• [DIRECTIONS FOR THIS TASK]: On the basis of the records below, report how many lines contain the word "resolver". Nothing else should be given.

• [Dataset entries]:
=== Section Start ===
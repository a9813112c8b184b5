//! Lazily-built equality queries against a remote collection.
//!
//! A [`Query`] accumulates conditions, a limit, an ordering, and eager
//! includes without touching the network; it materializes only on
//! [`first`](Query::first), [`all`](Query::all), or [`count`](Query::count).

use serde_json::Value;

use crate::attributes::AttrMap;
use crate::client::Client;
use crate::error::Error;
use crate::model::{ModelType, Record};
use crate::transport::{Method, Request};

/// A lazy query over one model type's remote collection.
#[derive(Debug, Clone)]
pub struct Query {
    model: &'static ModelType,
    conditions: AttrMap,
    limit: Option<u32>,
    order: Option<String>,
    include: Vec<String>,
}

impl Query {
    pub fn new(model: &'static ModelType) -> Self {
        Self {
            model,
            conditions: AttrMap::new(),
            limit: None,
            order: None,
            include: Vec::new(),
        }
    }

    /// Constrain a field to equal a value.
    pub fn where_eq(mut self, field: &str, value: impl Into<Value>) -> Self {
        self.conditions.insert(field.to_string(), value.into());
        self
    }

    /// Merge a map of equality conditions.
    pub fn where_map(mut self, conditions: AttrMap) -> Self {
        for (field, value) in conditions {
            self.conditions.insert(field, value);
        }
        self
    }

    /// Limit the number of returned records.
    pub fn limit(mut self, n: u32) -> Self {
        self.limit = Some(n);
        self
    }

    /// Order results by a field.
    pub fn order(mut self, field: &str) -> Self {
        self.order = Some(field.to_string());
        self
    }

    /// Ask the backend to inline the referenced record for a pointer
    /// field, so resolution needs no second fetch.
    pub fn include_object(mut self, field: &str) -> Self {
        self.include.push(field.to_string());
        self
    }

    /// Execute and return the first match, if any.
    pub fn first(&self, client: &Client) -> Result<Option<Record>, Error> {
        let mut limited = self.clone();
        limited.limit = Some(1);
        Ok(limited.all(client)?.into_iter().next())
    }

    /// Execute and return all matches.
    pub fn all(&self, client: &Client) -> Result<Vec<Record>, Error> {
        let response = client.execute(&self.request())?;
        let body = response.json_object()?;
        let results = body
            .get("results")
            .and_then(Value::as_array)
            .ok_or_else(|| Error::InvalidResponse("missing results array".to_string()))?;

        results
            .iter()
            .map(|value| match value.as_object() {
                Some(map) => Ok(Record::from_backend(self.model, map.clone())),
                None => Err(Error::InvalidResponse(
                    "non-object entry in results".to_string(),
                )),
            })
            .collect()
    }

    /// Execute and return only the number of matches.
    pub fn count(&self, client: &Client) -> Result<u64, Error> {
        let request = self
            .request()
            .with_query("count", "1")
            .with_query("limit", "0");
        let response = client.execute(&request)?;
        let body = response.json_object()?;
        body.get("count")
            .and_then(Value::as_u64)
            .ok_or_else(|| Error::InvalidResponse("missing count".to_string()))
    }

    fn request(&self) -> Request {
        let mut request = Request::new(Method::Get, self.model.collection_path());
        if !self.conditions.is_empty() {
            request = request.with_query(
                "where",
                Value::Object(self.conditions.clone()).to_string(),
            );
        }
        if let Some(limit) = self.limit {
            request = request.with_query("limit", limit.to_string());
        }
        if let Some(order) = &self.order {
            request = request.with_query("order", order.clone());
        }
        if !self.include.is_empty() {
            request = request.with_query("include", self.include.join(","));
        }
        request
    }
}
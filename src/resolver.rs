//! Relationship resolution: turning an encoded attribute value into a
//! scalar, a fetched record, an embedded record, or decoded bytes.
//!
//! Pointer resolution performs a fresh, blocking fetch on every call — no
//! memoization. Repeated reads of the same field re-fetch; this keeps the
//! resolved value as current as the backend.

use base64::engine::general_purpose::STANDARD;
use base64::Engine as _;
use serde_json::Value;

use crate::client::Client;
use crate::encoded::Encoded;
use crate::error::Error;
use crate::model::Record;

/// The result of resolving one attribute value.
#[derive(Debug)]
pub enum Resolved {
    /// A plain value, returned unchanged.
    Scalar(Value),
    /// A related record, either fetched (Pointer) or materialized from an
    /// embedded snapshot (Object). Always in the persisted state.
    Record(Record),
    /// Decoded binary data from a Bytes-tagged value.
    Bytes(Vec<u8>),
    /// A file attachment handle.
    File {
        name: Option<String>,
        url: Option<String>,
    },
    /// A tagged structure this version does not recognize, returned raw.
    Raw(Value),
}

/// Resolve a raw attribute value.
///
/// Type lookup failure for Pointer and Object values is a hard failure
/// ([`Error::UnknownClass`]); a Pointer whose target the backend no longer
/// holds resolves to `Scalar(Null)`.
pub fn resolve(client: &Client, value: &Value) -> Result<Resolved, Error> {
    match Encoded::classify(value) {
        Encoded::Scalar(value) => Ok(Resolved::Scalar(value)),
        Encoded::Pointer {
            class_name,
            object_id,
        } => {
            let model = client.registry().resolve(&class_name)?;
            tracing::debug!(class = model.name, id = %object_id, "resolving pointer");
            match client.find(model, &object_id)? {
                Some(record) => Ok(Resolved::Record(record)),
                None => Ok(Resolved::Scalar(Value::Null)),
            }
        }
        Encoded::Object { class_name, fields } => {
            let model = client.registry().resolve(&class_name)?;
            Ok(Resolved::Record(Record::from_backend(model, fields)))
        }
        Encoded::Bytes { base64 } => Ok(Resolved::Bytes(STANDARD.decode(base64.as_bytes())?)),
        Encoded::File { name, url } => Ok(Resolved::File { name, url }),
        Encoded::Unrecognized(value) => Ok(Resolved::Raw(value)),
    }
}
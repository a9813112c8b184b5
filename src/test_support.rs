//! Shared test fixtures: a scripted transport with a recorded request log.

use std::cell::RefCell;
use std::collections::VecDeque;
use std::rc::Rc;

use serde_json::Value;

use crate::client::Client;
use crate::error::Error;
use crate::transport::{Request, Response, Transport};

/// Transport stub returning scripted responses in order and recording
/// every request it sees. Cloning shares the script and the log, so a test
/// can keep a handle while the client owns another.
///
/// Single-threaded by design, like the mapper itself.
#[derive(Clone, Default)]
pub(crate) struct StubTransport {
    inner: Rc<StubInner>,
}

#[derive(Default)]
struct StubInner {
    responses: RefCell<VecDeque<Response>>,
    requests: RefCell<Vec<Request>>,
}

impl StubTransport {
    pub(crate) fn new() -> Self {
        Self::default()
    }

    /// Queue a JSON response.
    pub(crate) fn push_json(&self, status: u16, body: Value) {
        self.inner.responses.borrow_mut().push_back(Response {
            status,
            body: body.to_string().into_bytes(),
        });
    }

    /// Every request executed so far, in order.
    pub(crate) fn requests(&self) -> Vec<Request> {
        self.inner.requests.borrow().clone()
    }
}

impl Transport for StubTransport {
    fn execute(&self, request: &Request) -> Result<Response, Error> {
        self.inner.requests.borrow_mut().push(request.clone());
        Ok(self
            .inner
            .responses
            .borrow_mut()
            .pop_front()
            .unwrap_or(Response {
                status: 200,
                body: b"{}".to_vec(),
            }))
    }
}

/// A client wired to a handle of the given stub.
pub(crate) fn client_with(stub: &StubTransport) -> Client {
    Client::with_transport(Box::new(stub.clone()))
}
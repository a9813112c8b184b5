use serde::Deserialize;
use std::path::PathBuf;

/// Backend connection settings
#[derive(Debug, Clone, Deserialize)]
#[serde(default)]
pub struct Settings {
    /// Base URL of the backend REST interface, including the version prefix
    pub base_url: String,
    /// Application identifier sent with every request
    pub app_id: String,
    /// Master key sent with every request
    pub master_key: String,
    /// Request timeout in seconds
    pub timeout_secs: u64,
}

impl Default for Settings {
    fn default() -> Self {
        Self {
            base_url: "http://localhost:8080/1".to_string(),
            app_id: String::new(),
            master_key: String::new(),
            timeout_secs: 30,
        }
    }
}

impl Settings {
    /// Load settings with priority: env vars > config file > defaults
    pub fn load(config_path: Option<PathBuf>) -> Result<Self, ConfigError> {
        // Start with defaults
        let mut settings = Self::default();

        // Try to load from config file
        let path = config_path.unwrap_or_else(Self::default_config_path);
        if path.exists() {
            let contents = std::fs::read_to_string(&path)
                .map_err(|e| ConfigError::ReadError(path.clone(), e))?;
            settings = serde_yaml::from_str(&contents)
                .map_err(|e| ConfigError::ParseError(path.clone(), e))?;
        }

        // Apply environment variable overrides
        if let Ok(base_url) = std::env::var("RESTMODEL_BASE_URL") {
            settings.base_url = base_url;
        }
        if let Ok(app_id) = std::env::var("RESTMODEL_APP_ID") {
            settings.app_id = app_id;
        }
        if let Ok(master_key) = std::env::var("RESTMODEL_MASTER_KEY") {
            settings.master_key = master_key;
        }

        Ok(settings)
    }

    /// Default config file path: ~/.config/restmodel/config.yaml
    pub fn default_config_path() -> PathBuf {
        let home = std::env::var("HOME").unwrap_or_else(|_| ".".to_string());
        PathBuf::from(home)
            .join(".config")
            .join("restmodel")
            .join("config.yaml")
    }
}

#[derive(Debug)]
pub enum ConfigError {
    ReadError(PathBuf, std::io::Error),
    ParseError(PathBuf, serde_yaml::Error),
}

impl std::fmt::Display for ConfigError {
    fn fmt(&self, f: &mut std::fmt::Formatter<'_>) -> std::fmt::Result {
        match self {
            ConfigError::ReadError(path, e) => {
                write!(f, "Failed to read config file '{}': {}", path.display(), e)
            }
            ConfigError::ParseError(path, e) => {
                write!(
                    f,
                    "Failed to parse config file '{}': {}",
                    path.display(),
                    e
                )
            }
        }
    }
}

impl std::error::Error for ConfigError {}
=== Section End ===
=== Section Start ===
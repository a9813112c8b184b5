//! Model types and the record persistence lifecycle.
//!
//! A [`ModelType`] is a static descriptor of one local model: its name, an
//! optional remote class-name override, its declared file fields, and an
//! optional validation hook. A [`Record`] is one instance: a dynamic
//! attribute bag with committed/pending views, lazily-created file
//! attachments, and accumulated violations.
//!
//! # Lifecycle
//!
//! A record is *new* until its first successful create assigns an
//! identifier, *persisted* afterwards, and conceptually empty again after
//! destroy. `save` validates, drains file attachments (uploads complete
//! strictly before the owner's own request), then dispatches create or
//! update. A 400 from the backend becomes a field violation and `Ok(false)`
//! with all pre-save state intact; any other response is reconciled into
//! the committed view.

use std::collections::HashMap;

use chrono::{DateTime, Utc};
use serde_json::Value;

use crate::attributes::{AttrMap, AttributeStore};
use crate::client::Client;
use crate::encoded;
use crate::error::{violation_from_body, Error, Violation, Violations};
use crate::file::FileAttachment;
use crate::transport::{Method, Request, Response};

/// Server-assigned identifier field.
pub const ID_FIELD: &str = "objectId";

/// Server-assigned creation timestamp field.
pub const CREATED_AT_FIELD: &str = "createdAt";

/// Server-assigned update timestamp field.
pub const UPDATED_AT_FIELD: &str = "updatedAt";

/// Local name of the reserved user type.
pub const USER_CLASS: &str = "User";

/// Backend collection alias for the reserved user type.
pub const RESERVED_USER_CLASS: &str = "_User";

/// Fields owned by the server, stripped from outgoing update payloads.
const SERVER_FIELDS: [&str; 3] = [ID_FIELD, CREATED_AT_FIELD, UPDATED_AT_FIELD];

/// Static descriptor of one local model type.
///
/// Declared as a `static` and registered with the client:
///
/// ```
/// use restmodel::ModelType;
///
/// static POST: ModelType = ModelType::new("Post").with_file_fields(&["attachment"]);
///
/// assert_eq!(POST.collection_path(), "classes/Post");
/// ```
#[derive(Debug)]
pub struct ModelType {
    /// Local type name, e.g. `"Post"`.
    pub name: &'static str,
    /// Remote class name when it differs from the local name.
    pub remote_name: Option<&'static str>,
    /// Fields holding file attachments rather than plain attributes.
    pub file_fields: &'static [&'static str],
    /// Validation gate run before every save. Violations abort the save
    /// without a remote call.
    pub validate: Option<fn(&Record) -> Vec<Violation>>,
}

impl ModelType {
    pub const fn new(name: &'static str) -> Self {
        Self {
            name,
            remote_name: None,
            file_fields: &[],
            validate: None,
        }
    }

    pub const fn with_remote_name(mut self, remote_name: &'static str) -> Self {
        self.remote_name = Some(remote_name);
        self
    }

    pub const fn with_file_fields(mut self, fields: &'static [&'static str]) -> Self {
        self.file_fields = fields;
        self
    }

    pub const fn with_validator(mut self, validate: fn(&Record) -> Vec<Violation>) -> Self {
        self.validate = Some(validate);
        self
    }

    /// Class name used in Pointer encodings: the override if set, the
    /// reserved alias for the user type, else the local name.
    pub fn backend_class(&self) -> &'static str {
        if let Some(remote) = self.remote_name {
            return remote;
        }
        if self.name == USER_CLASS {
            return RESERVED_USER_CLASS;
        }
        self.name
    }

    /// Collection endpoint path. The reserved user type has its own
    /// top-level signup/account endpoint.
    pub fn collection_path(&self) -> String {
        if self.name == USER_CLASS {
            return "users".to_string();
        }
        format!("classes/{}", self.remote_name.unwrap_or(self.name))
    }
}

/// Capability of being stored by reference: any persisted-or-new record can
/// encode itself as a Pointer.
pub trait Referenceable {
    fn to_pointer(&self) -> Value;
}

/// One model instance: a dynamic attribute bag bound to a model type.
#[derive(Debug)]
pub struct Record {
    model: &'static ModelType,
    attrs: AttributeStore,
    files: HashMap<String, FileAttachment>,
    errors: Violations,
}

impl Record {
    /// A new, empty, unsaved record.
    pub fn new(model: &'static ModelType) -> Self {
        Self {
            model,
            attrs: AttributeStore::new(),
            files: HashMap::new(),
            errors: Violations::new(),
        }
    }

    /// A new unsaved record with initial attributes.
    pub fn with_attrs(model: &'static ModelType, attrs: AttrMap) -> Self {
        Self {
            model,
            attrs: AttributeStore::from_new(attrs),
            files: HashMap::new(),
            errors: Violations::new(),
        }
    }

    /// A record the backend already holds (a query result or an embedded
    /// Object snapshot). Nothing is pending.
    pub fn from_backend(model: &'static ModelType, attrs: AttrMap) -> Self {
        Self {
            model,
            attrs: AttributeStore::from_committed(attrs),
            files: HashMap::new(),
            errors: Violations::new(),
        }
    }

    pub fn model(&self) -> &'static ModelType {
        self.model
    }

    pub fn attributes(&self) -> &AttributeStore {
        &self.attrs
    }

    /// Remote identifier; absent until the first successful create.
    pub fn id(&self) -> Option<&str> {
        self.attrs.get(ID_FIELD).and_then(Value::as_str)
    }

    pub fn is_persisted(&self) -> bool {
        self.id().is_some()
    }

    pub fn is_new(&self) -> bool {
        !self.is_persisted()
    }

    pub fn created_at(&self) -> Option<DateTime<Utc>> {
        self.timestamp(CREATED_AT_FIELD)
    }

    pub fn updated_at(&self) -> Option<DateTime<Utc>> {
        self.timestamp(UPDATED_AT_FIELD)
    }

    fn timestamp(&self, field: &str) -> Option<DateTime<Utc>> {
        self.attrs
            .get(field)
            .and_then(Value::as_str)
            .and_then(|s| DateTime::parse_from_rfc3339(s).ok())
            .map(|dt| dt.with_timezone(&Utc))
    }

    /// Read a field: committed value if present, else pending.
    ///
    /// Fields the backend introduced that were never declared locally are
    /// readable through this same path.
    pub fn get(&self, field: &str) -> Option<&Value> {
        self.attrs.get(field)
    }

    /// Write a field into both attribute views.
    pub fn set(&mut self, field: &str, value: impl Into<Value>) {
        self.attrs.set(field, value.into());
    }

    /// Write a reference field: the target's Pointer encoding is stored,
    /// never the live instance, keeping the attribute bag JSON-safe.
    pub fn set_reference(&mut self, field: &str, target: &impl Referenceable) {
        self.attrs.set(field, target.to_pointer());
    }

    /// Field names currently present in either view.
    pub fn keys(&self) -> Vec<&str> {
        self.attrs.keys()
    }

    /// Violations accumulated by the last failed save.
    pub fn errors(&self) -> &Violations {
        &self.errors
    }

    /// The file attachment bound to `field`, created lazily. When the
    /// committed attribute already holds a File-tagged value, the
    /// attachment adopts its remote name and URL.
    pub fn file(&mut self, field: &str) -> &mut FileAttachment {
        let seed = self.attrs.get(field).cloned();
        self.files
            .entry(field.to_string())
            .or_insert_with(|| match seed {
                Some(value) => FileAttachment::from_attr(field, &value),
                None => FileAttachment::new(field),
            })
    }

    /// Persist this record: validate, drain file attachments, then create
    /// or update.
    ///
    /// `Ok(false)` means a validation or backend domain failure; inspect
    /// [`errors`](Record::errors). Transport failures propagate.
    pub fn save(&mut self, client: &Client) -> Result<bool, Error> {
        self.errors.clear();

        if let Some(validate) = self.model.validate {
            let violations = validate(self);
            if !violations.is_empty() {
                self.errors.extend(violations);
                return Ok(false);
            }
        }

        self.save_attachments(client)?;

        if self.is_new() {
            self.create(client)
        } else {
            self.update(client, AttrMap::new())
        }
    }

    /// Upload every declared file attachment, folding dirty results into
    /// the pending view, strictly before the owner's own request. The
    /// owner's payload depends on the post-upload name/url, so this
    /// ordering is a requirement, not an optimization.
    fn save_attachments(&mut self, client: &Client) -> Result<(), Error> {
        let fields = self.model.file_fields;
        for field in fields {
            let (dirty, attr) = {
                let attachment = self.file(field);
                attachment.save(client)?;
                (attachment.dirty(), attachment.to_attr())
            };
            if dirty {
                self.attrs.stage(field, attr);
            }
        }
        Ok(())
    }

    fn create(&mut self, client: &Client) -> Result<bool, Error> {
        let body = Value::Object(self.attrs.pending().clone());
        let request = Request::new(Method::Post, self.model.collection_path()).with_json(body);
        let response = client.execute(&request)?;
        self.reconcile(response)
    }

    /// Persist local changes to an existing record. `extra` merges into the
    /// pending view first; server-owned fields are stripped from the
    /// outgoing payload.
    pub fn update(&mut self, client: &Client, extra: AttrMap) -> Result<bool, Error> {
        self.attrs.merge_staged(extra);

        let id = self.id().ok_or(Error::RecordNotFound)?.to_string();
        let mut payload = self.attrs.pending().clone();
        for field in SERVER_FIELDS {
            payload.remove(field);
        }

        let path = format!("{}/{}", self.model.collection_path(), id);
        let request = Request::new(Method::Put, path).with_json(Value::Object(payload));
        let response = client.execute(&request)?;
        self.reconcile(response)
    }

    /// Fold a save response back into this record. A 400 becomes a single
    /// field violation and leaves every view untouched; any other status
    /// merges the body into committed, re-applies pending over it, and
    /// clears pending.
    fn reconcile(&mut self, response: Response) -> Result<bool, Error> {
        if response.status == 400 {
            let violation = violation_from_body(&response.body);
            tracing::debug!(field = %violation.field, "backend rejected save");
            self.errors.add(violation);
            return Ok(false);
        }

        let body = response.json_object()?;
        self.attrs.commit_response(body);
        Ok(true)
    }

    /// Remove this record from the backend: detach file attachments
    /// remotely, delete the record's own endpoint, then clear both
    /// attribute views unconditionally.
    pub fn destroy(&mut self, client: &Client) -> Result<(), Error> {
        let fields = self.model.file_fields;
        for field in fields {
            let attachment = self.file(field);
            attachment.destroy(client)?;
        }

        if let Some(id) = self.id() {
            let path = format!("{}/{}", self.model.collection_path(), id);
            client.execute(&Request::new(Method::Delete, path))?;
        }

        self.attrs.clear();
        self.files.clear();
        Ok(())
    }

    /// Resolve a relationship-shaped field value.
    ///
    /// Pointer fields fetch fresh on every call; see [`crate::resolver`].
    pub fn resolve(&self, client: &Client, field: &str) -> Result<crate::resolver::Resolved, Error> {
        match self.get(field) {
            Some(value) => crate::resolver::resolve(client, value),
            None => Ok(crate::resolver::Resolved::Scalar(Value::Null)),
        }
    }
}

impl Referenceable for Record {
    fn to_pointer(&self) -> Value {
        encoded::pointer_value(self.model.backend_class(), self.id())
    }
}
=== Section End ===
• [RESPONSE]: 5